Analyze That
- Movie
There’s a sequence in Analyze That that was born to be a laugh riot, and the fact that it’s not tells you how used-up the filmmakers must feel. Paul Vitti, the high-anxiety Mob boss played by Robert De Niro (who grimaces so much that he’s starting to look like the mask of tragedy), has just been released from Sing Sing into the custody of his psychotherapist, Ben Sobel (Billy Crystal). The shrink tries to get him to go legit, and the movie presents Vitti in a series of ordinary, and therefore demeaning, jobs. There’s a good bit in which he’s a luxury-car salesman abusing picky customers, who demand to see the boss (”Here’s the boss!” he yells, grabbing his crotch). Then he’s a maître d’ giving special attention to his Mob pals (not funny), then a jewelry salesman who lies about a diamond (really not funny). The whole Vitti-goes-straight gag goes straight into the toilet.

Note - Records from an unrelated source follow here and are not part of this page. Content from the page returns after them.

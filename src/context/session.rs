use indexmap::IndexMap;
use serde_json::Value;

/// Session/execution context handed to every detail match.
///
/// Carried uniformly through the matcher contract so variants that depend on
/// session properties (e.g. feature toggles the planner honors) can read them;
/// the matchers in this crate ignore it.
#[derive(Debug, Clone, Default)]
pub struct SessionContext {
    user: Option<String>,
    properties: IndexMap<String, Value>,
}

impl SessionContext {
    pub fn new() -> Self {
        Self::default()
    }

    pub fn with_user(mut self, user: impl Into<String>) -> Self {
        self.user = Some(user.into());
        self
    }

    pub fn set_property(&mut self, name: impl Into<String>, value: Value) {
        self.properties.insert(name.into(), value);
    }

    pub fn property(&self, name: &str) -> Option<&Value> {
        self.properties.get(name)
    }

    pub fn user(&self) -> Option<&str> {
        self.user.as_deref()
    }
}

#[cfg(test)]
mod tests {
    use super::SessionContext;
    use serde_json::json;

    #[test]
    pub fn test_property_bag() {
        let mut session = SessionContext::new().with_user("tester");
        session.set_property("optimize_top_n", json!(true));

        assert_eq!(session.user(), Some("tester"));
        assert_eq!(session.property("optimize_top_n"), Some(&json!(true)));
        assert_eq!(session.property("missing"), None);
    }
}
pub mod session;
pub use session::*;

pub mod catalog;
pub use catalog::*;
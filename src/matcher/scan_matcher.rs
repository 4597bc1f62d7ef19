use indexmap::IndexMap;
use tracing::trace;

use crate::context::{MetadataCatalog, SessionContext};
use crate::matcher::{AliasBindings, MatchError, MatchOutcome, Matcher};
use crate::plan::{PlanCost, PlanNode, PlanNodeKind};

/// Matches a table scan and binds each output column to an alias by position.
///
/// This is where aliases enter a match attempt: a successful match carries
/// `output_aliases[i] -> outputs[i]` bindings upward, so sibling and ancestor
/// matchers can refer to the scan's columns without knowing the names the
/// planner generated for them.
#[derive(Debug, Clone, PartialEq, Eq)]
pub struct ScanMatcher {
    table: String,
    output_aliases: Vec<String>,
}

impl ScanMatcher {
    pub fn new(table: impl Into<String>, output_aliases: Vec<String>) -> Self {
        Self { table: table.into(), output_aliases }
    }
}

impl Matcher for ScanMatcher {
    fn shape_matches(&self, node: &PlanNode) -> bool {
        node.kind() == PlanNodeKind::Scan
    }

    fn detail_matches(
        &self,
        node: &PlanNode,
        _cost: &PlanCost,
        _session: &SessionContext,
        _catalog: &MetadataCatalog,
        _bindings: &AliasBindings,
    ) -> Result<MatchOutcome, MatchError> {
        let (actual_table, outputs) = match node {
            PlanNode::Scan { table, outputs } => (table, outputs),
            _ => {
                return MatchError::ContractViolation {
                    matcher: "ScanMatcher".into(),
                    node_kind: node.kind(),
                }
                .err();
            }
        };

        if *actual_table != self.table {
            trace!(expected = %self.table, actual = %actual_table, "table name mismatch");
            return Ok(MatchOutcome::NoMatch);
        }

        if self.output_aliases.len() != outputs.len() {
            trace!(
                expected = self.output_aliases.len(),
                actual = outputs.len(),
                "output arity mismatch",
            );
            return Ok(MatchOutcome::NoMatch);
        }

        // A repeated alias over two different columns would be contradictory;
        // route the pairs through bind so the conflict rule applies.
        let mut discovered = AliasBindings::new();
        for (alias, column) in self.output_aliases.iter().zip(outputs) {
            discovered.bind(alias.clone(), column.clone())?;
        }

        let bindings: IndexMap<_, _> = discovered
            .iter()
            .map(|(alias, column)| (alias.clone(), column.clone()))
            .collect();
        Ok(MatchOutcome::matched_with_all(bindings))
    }

    fn describe(&self) -> String {
        format!("Scan(table={}, output_aliases=[{}])", self.table, self.output_aliases.join(", "))
    }
}
use std::fmt;

use indexmap::IndexMap;
use serde::{Deserialize, Serialize};

use crate::plan::ColumnId;

/// Closed set of null-aware sort directions a plan node can declare per key.
#[derive(Clone, Copy, PartialEq, Eq, Hash, Debug, Serialize, Deserialize)]
pub enum SortOrder {
    AscNullsFirst,
    AscNullsLast,
    DescNullsFirst,
    DescNullsLast,
}

impl SortOrder {
    pub fn is_ascending(&self) -> bool {
        matches!(self, SortOrder::AscNullsFirst | SortOrder::AscNullsLast)
    }

    pub fn nulls_first(&self) -> bool {
        matches!(self, SortOrder::AscNullsFirst | SortOrder::DescNullsFirst)
    }
}

impl fmt::Display for SortOrder {
    fn fmt(&self, f: &mut fmt::Formatter<'_>) -> fmt::Result {
        let text = match self {
            SortOrder::AscNullsFirst => "ASC NULLS FIRST",
            SortOrder::AscNullsLast => "ASC NULLS LAST",
            SortOrder::DescNullsFirst => "DESC NULLS FIRST",
            SortOrder::DescNullsLast => "DESC NULLS LAST",
        };
        write!(f, "{}", text)
    }
}

/// Declared sort key sequence of a plan node, with one direction per key.
///
/// Key order is significant: two schemes are equal only when they list the
/// same columns in the same order with the same direction for each.
#[derive(Clone, Debug, Default, Eq)]
pub struct OrderingScheme {
    entries: IndexMap<ColumnId, SortOrder>,
}

impl OrderingScheme {
    pub fn new() -> Self {
        Self { entries: IndexMap::new() }
    }

    /// Builder-style append; a repeated column keeps its position and takes
    /// the new direction (planners do not emit duplicate sort keys).
    pub fn with_key(mut self, column: impl Into<ColumnId>, order: SortOrder) -> Self {
        self.entries.insert(column.into(), order);
        self
    }

    /// Pair every column of `columns` with the same direction, preserving order.
    pub fn uniform(columns: &[ColumnId], order: SortOrder) -> Self {
        let mut scheme = Self::new();
        for column in columns {
            scheme.entries.insert(column.clone(), order);
        }
        scheme
    }

    /// Sort key columns in declaration order.
    pub fn columns(&self) -> Vec<ColumnId> {
        self.entries.keys().cloned().collect()
    }

    pub fn order_of(&self, column: &ColumnId) -> Option<SortOrder> {
        self.entries.get(column).copied()
    }

    pub fn len(&self) -> usize {
        self.entries.len()
    }

    pub fn is_empty(&self) -> bool {
        self.entries.is_empty()
    }

    pub fn iter(&self) -> impl Iterator<Item = (&ColumnId, &SortOrder)> {
        self.entries.iter()
    }
}

// IndexMap equality ignores insertion order; key order matters here.
impl PartialEq for OrderingScheme {
    fn eq(&self, other: &Self) -> bool {
        self.entries.iter().eq(other.entries.iter())
    }
}

impl fmt::Display for OrderingScheme {
    fn fmt(&self, f: &mut fmt::Formatter<'_>) -> fmt::Result {
        let rendered: Vec<String> = self
            .entries
            .iter()
            .map(|(column, order)| format!("{} {}", column, order))
            .collect();
        write!(f, "[{}]", rendered.join(", "))
    }
}

#[cfg(test)]
mod tests {
    use super::*;

    fn col(name: &str) -> ColumnId {
        ColumnId::new(name)
    }

    #[test]
    pub fn test_equality_requires_same_key_order() {
        let a = OrderingScheme::new()
            .with_key(col("x"), SortOrder::AscNullsFirst)
            .with_key(col("y"), SortOrder::AscNullsFirst);
        let b = OrderingScheme::new()
            .with_key(col("y"), SortOrder::AscNullsFirst)
            .with_key(col("x"), SortOrder::AscNullsFirst);
        assert_ne!(a, b, "same keys in a different order must not compare equal");

        let c = OrderingScheme::new()
            .with_key(col("x"), SortOrder::AscNullsFirst)
            .with_key(col("y"), SortOrder::AscNullsFirst);
        assert_eq!(a, c);
    }

    #[test]
    pub fn test_equality_requires_same_directions() {
        let a = OrderingScheme::new().with_key(col("x"), SortOrder::AscNullsFirst);
        let b = OrderingScheme::new().with_key(col("x"), SortOrder::DescNullsLast);
        assert_ne!(a, b);
    }

    #[test]
    pub fn test_uniform_pairs_every_column() {
        let columns = vec![col("a"), col("b")];
        let scheme = OrderingScheme::uniform(&columns, SortOrder::AscNullsFirst);
        assert_eq!(scheme.len(), 2);
        assert_eq!(scheme.columns(), columns);
        assert_eq!(scheme.order_of(&col("b")), Some(SortOrder::AscNullsFirst));
        assert_eq!(scheme.order_of(&col("z")), None);
    }

    #[test]
    pub fn test_display_renders_keys_in_order() {
        let scheme = OrderingScheme::new()
            .with_key(col("a"), SortOrder::AscNullsFirst)
            .with_key(col("b"), SortOrder::DescNullsLast);
        assert_eq!(scheme.to_string(), "[a ASC NULLS FIRST, b DESC NULLS LAST]");
    }
}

Watching ”Analyze That,” it doesn’t take long to get the sinking sensation that you’re seeing a shadow of a former joke. The De Niro-Crystal comedy team is no longer even tethered to the notion that Vitti needs therapy. The two are just stereotyped buddy oddballs — the movie might as well have been called ”The Goombah and the Jewish Guy.” ”Analyze That” has little of the snap and verve of ”Analyze This,” yet I think I have a clue as to why Harold Ramis directed this comedy of violence as if he were in traction. When the first film came out, its conceptual overlap with ”The Sopranos” could be passed off as a coincidence. But four seasons of the visionary HBO Mafia psychodrama have made Paul Vitti look like even more of an old-school linguini-with-blood-sauce cliché. When he’s hired to ”advise” a TV show about a mobster, the flat-witted setup, with its unfortunate echo of the De Niro-Eddie Murphy ”Showtime,” expresses nothing so much as fear and envy of ”The Sopranos.” It’s not just that Tony Soprano is richer, darker, cooler, and scarier. The dude gets more laughs.